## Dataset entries
--------------------

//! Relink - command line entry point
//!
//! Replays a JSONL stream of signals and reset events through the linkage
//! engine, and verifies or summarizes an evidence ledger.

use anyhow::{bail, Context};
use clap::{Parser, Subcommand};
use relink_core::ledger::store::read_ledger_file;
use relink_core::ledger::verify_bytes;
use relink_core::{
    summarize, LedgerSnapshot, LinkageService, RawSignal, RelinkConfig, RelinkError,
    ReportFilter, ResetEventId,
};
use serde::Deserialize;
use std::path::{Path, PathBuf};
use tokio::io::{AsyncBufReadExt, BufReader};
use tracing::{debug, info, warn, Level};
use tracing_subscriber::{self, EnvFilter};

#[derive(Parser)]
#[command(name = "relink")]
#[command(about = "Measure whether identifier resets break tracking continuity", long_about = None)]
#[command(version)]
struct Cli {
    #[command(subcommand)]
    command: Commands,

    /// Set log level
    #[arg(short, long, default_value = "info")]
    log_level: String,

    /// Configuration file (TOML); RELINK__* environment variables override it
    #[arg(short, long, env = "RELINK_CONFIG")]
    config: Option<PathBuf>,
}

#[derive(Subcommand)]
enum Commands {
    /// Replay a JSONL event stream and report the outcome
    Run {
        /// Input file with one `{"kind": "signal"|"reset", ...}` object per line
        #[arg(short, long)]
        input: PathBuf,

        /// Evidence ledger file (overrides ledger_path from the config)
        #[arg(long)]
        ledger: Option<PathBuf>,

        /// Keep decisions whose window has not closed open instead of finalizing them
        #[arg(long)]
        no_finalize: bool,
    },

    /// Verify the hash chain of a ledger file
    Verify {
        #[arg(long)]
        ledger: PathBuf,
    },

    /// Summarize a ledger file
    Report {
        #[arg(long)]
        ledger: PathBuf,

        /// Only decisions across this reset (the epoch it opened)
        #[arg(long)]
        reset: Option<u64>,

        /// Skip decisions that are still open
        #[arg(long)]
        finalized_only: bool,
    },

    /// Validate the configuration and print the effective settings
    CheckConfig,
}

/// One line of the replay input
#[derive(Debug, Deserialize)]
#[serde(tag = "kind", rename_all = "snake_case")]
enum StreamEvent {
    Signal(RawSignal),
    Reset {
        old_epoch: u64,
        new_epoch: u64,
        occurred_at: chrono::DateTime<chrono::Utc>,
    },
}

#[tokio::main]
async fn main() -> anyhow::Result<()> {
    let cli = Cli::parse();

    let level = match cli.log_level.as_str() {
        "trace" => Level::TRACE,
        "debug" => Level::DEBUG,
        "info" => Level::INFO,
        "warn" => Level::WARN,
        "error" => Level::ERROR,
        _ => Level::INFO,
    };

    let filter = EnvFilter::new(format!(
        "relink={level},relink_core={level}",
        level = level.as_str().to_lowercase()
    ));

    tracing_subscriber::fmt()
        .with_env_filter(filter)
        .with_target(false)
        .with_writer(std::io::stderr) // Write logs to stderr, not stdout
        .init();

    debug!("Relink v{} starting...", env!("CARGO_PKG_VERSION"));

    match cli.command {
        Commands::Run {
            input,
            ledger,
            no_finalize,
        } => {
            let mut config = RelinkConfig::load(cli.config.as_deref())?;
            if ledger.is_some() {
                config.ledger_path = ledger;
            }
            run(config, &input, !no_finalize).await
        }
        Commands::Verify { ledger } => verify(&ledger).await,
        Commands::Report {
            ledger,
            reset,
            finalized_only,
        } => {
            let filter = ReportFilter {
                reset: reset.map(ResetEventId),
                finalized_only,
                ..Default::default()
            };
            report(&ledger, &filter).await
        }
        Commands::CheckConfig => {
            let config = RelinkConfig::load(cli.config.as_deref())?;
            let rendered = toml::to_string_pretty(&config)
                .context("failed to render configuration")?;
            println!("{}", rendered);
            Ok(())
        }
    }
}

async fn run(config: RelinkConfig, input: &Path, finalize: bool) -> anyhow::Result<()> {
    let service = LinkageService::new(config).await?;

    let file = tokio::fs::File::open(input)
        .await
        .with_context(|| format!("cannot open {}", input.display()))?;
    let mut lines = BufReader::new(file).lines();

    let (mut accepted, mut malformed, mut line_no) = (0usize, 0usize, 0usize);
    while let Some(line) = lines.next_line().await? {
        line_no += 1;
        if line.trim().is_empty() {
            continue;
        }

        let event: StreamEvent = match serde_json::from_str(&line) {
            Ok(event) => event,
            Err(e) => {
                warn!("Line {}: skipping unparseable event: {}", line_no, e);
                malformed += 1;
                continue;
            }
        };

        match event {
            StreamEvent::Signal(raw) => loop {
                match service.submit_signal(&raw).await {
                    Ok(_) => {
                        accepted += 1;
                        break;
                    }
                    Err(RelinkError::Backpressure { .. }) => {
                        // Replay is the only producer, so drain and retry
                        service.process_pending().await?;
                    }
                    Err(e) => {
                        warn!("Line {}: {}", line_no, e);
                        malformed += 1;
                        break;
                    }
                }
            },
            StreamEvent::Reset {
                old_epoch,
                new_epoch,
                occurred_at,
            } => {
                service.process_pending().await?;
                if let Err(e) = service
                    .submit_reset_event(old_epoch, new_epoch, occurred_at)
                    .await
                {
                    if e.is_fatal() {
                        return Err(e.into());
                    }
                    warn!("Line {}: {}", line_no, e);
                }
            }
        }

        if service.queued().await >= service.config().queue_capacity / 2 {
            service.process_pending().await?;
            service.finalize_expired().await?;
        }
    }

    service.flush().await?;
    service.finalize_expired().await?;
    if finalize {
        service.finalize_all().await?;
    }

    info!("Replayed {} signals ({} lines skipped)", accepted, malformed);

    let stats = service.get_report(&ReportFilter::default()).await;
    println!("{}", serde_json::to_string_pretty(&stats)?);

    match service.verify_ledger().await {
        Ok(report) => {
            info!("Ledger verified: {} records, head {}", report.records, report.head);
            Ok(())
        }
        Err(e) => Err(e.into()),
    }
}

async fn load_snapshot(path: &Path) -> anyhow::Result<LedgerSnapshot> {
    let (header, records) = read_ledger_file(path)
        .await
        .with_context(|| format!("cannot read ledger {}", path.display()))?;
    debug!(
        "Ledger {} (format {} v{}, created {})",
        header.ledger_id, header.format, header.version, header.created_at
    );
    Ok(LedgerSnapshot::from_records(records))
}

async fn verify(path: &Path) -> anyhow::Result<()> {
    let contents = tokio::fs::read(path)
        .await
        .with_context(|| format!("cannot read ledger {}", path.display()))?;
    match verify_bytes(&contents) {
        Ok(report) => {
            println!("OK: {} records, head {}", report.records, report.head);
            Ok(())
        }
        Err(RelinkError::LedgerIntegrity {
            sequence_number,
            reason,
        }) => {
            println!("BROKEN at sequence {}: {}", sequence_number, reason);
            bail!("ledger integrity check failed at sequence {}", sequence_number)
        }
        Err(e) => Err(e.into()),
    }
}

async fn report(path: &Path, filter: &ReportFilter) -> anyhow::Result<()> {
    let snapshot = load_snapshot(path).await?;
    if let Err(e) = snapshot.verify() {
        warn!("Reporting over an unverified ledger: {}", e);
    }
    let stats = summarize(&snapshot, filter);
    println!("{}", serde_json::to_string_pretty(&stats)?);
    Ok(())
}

--------------------

## WHAT THE TASK REQUIRES
Every line of the data above is to be copied out exactly.

## TASK RESULT
//! Relink - command line entry point
//!
//! Replays a JSONL stream of signals and reset events through the linkage
//! engine, and verifies or summarizes an evidence ledger.

use anyhow::{bail, Context};
use clap::{Parser, Subcommand};
use relink_core::ledger::store::read_ledger_file;
use relink_core::ledger::verify_bytes;
use relink_core::{
    summarize, LedgerSnapshot, LinkageService, RawSignal, RelinkConfig, RelinkError,
    ReportFilter, ResetEventId,
};
use serde::Deserialize;
use std::path::{Path, PathBuf};
use tokio::io::{AsyncBufReadExt, BufReader};
use tracing::{debug, info, warn, Level};
use tracing_subscriber::{self, EnvFilter};

#[derive(Parser)]
#[command(name = "relink")]
#[command(about = "Measure whether identifier resets break tracking continuity", long_about = None)]
#[command(version)]
struct Cli {
    #[command(subcommand)]
    command: Commands,

    /// Set log level
    #[arg(short, long, default_value = "info")]
    log_level: String,

    /// Configuration file (TOML); RELINK__* environment variables override it
    #[arg(short, long, env = "RELINK_CONFIG")]
    config: Option<PathBuf>,
}

#[derive(Subcommand)]
enum Commands {
    /// Replay a JSONL event stream and report the outcome
    Run {
        /// Input file with one `{"kind": "signal"|"reset", ...}` object per line
        #[arg(short, long)]
        input: PathBuf,

        /// Evidence ledger file (overrides ledger_path from the config)
        #[arg(long)]
        ledger: Option<PathBuf>,

        /// Keep decisions whose window has not closed open instead of finalizing them
        #[arg(long)]
        no_finalize: bool,
    },

    /// Verify the hash chain of a ledger file
    Verify {
        #[arg(long)]
        ledger: PathBuf,
    },

    /// Summarize a ledger file
    Report {
        #[arg(long)]
        ledger: PathBuf,

        /// Only decisions across this reset (the epoch it opened)
        #[arg(long)]
        reset: Option<u64>,

        /// Skip decisions that are still open
        #[arg(long)]
        finalized_only: bool,
    },

    /// Validate the configuration and print the effective settings
    CheckConfig,
}

/// One line of the replay input
#[derive(Debug, Deserialize)]
#[serde(tag = "kind", rename_all = "snake_case")]
enum StreamEvent {
    Signal(RawSignal),
    Reset {
        old_epoch: u64,
        new_epoch: u64,
        occurred_at: chrono::DateTime<chrono::Utc>,
    },
}

#[tokio::main]
async fn main() -> anyhow::Result<()> {
    let cli = Cli::parse();

    let level = match cli.log_level.as_str() {
        "trace" => Level::TRACE,
        "debug" => Level::DEBUG,
        "info" => Level::INFO,
        "warn" => Level::WARN,
        "error" => Level::ERROR,
        _ => Level::INFO,
    };

    let filter = EnvFilter::new(format!(
        "relink={level},relink_core={level}",
        level = level.as_str().to_lowercase()
    ));

    tracing_subscriber::fmt()
        .with_env_filter(filter)
        .with_target(false)
        .with_writer(std::io::stderr) // Write logs to stderr, not stdout
        .init();

    debug!("Relink v{} starting...", env!("CARGO_PKG_VERSION"));

    match cli.command {
        Commands::Run {
            input,
            ledger,
            no_finalize,
        } => {
            let mut config = RelinkConfig::load(cli.config.as_deref())?;
            if ledger.is_some() {
                config.ledger_path = ledger;
            }
            run(config, &input, !no_finalize).await
        }
        Commands::Verify { ledger } => verify(&ledger).await,
        Commands::Report {
            ledger,
            reset,
            finalized_only,
        } => {
            let filter = ReportFilter {
                reset: reset.map(ResetEventId),
                finalized_only,
                ..Default::default()
            };
            report(&ledger, &filter).await
        }
        Commands::CheckConfig => {
            let config = RelinkConfig::load(cli.config.as_deref())?;
            let rendered = toml::to_string_pretty(&config)
                .context("failed to render configuration")?;
            println!("{}", rendered);
            Ok(())
        }
    }
}

async fn run(config: RelinkConfig, input: &Path, finalize: bool) -> anyhow::Result<()> {
    let service = LinkageService::new(config).await?;

    let file = tokio::fs::File::open(input)
        .await
        .with_context(|| format!("cannot open {}", input.display()))?;
    let mut lines = BufReader::new(file).lines();

    let (mut accepted, mut malformed, mut line_no) = (0usize, 0usize, 0usize);
    while let Some(line) = lines.next_line().await? {
        line_no += 1;
        if line.trim().is_empty() {
            continue;
        }

        let event: StreamEvent = match serde_json::from_str(&line) {
            Ok(event) => event,
            Err(e) => {
                warn!("Line {}: skipping unparseable event: {}", line_no, e);
                malformed += 1;
                continue;
            }
        };

        match event {
            StreamEvent::Signal(raw) => loop {
                match service.submit_signal(&raw).await {
                    Ok(_) => {
                        accepted += 1;
                        break;
                    }
                    Err(RelinkError::Backpressure { .. }) => {
                        // Replay is the only producer, so drain and retry
                        service.process_pending().await?;
                    }
                    Err(e) => {
                        warn!("Line {}: {}", line_no, e);
                        malformed += 1;
                        break;
                    }
                }
            },
            StreamEvent::Reset {
                old_epoch,
                new_epoch,
                occurred_at,
            } => {
                service.process_pending().await?;
                if let Err(e) = service
                    .submit_reset_event(old_epoch, new_epoch, occurred_at)
                    .await
                {
                    if e.is_fatal() {
                        return Err(e.into());
                    }
                    warn!("Line {}: {}", line_no, e);
                }
            }
        }

        if service.queued().await >= service.config().queue_capacity / 2 {
            service.process_pending().await?;
            service.finalize_expired().await?;
        }
    }

    service.flush().await?;
    service.finalize_expired().await?;
    if finalize {
        service.finalize_all().await?;
    }

    info!("Replayed {} signals ({} lines skipped)", accepted, malformed);

    let stats = service.get_report(&ReportFilter::default()).await;
    println!("{}", serde_json::to_string_pretty(&stats)?);

    match service.verify_ledger().await {
        Ok(report) => {
            info!("Ledger verified: {} records, head {}", report.records, report.head);
            Ok(())
        }
        Err(e) => Err(e.into()),
    }
}

async fn load_snapshot(path: &Path) -> anyhow::Result<LedgerSnapshot> {
    let (header, records) = read_ledger_file(path)
        .await
        .with_context(|| format!("cannot read ledger {}", path.display()))?;
    debug!(
        "Ledger {} (format {} v{}, created {})",
        header.ledger_id, header.format, header.version, header.created_at
    );
    Ok(LedgerSnapshot::from_records(records))
}

async fn verify(path: &Path) -> anyhow::Result<()> {
    let contents = tokio::fs::read(path)
        .await
        .with_context(|| format!("cannot read ledger {}", path.display()))?;
    match verify_bytes(&contents) {
        Ok(report) => {
            println!("OK: {} records, head {}", report.records, report.head);
            Ok(())
        }
        Err(RelinkError::LedgerIntegrity {
            sequence_number,
            reason,
        }) => {
            println!("BROKEN at sequence {}: {}", sequence_number, reason);
            bail!("ledger integrity check failed at sequence {}", sequence_number)
        }
        Err(e) => Err(e.into()),
    }
}

async fn report(path: &Path, filter: &ReportFilter) -> anyhow::Result<()> {
    let snapshot = load_snapshot(path).await?;
    if let Err(e) = snapshot.verify() {
        warn!("Reporting over an unverified ledger: {}", e);
    }
    let stats = summarize(&snapshot, filter);
    println!("{}", serde_json::to_string_pretty(&stats)?);
    Ok(())
}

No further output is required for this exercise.